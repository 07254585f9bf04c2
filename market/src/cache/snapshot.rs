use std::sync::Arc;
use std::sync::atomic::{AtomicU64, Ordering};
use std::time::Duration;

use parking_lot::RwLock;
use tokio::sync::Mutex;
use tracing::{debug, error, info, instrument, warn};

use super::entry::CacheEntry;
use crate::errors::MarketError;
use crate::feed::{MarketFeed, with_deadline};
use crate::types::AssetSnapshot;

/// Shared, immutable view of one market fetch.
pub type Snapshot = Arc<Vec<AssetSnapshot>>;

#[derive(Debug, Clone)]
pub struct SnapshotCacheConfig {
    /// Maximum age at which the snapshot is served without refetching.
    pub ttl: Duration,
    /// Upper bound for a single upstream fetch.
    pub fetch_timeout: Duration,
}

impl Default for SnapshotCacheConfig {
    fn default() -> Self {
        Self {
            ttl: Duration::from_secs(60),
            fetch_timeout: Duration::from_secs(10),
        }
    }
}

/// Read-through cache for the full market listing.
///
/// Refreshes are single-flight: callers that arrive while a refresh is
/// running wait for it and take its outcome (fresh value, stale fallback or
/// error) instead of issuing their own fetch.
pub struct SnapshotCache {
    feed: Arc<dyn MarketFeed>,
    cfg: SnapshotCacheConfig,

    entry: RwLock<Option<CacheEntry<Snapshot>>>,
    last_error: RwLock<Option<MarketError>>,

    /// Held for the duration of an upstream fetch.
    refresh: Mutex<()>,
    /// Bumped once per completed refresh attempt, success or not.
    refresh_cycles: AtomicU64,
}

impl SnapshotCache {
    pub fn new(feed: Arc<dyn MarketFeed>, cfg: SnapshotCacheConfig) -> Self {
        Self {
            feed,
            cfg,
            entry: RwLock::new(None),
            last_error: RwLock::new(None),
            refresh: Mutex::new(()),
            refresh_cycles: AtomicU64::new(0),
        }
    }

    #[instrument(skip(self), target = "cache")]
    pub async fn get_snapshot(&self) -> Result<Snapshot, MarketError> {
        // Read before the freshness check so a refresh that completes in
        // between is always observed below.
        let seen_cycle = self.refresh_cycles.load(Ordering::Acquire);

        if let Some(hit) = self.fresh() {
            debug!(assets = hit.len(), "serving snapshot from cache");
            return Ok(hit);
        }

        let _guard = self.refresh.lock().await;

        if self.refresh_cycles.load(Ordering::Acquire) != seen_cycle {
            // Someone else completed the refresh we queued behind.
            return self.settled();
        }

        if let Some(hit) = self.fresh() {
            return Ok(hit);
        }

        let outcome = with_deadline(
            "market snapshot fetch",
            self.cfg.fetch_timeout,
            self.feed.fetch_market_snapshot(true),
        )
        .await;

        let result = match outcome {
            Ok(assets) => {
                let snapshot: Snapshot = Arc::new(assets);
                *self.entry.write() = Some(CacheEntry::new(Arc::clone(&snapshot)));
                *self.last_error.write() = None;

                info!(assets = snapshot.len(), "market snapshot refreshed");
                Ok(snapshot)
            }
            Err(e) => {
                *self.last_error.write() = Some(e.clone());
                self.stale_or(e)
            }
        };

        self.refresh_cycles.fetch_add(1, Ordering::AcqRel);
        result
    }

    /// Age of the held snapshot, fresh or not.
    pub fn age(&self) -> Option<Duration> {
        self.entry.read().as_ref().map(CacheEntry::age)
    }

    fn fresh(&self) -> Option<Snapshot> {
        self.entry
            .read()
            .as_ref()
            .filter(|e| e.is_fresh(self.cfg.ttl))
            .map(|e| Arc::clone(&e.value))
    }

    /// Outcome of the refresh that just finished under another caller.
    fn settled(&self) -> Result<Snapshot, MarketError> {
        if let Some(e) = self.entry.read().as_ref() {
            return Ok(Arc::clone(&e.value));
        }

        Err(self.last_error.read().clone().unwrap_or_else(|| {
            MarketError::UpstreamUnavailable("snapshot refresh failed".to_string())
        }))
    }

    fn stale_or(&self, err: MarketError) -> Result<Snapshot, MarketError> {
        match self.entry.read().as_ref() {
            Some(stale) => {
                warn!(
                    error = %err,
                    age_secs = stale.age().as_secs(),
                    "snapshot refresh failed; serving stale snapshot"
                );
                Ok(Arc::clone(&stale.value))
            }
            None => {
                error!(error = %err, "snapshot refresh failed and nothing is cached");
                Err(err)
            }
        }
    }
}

Task objective
Please return the full listing exactly as it appears.

Task solution
repository 07254585f9bf04c2
filename market/src/cache/snapshot.rs
use std::sync::Arc;
use std::sync::atomic::{AtomicU64, Ordering};
use std::time::Duration;

use parking_lot::RwLock;
use tokio::sync::Mutex;
use tracing::{debug, error, info, instrument, warn};

use super::entry::CacheEntry;
use crate::errors::MarketError;
use crate::feed::{MarketFeed, with_deadline};
use crate::types::AssetSnapshot;

/// Shared, immutable view of one market fetch.
pub type Snapshot = Arc<Vec<AssetSnapshot>>;

#[derive(Debug, Clone)]
pub struct SnapshotCacheConfig {
    /// Maximum age at which the snapshot is served without refetching.
    pub ttl: Duration,
    /// Upper bound for a single upstream fetch.
    pub fetch_timeout: Duration,
}

impl Default for SnapshotCacheConfig {
    fn default() -> Self {
        Self {
            ttl: Duration::from_secs(60),
            fetch_timeout: Duration::from_secs(10),
        }
    }
}

/// Read-through cache for the full market listing.
///
/// Refreshes are single-flight: callers that arrive while a refresh is
/// running wait for it and take its outcome (fresh value, stale fallback or
/// error) instead of issuing their own fetch.
pub struct SnapshotCache {
    feed: Arc<dyn MarketFeed>,
    cfg: SnapshotCacheConfig,

    entry: RwLock<Option<CacheEntry<Snapshot>>>,
    last_error: RwLock<Option<MarketError>>,

    /// Held for the duration of an upstream fetch.
    refresh: Mutex<()>,
    /// Bumped once per completed refresh attempt, success or not.
    refresh_cycles: AtomicU64,
}

impl SnapshotCache {
    pub fn new(feed: Arc<dyn MarketFeed>, cfg: SnapshotCacheConfig) -> Self {
        Self {
            feed,
            cfg,
            entry: RwLock::new(None),
            last_error: RwLock::new(None),
            refresh: Mutex::new(()),
            refresh_cycles: AtomicU64::new(0),
        }
    }

    #[instrument(skip(self), target = "cache")]
    pub async fn get_snapshot(&self) -> Result<Snapshot, MarketError> {
        // Read before the freshness check so a refresh that completes in
        // between is always observed below.
        let seen_cycle = self.refresh_cycles.load(Ordering::Acquire);

        if let Some(hit) = self.fresh() {
            debug!(assets = hit.len(), "serving snapshot from cache");
            return Ok(hit);
        }

        let _guard = self.refresh.lock().await;

        if self.refresh_cycles.load(Ordering::Acquire) != seen_cycle {
            // Someone else completed the refresh we queued behind.
            return self.settled();
        }

        if let Some(hit) = self.fresh() {
            return Ok(hit);
        }

        let outcome = with_deadline(
            "market snapshot fetch",
            self.cfg.fetch_timeout,
            self.feed.fetch_market_snapshot(true),
        )
        .await;

        let result = match outcome {
            Ok(assets) => {
                let snapshot: Snapshot = Arc::new(assets);
                *self.entry.write() = Some(CacheEntry::new(Arc::clone(&snapshot)));
                *self.last_error.write() = None;

                info!(assets = snapshot.len(), "market snapshot refreshed");
                Ok(snapshot)
            }
            Err(e) => {
                *self.last_error.write() = Some(e.clone());
                self.stale_or(e)
            }
        };

        self.refresh_cycles.fetch_add(1, Ordering::AcqRel);
        result
    }

    /// Age of the held snapshot, fresh or not.
    pub fn age(&self) -> Option<Duration> {
        self.entry.read().as_ref().map(CacheEntry::age)
    }

    fn fresh(&self) -> Option<Snapshot> {
        self.entry
            .read()
            .as_ref()
            .filter(|e| e.is_fresh(self.cfg.ttl))
            .map(|e| Arc::clone(&e.value))
    }

    /// Outcome of the refresh that just finished under another caller.
    fn settled(&self) -> Result<Snapshot, MarketError> {
        if let Some(e) = self.entry.read().as_ref() {
            return Ok(Arc::clone(&e.value));
        }

        Err(self.last_error.read().clone().unwrap_or_else(|| {
            MarketError::UpstreamUnavailable("snapshot refresh failed".to_string())
        }))
    }

    fn stale_or(&self, err: MarketError) -> Result<Snapshot, MarketError> {
        match self.entry.read().as_ref() {
            Some(stale) => {
                warn!(
                    error = %err,
                    age_secs = stale.age().as_secs(),
                    "snapshot refresh failed; serving stale snapshot"
                );
                Ok(Arc::clone(&stale.value))
            }
            None => {
                error!(error = %err, "snapshot refresh failed and nothing is cached");
                Err(err)
            }
        }
    }
}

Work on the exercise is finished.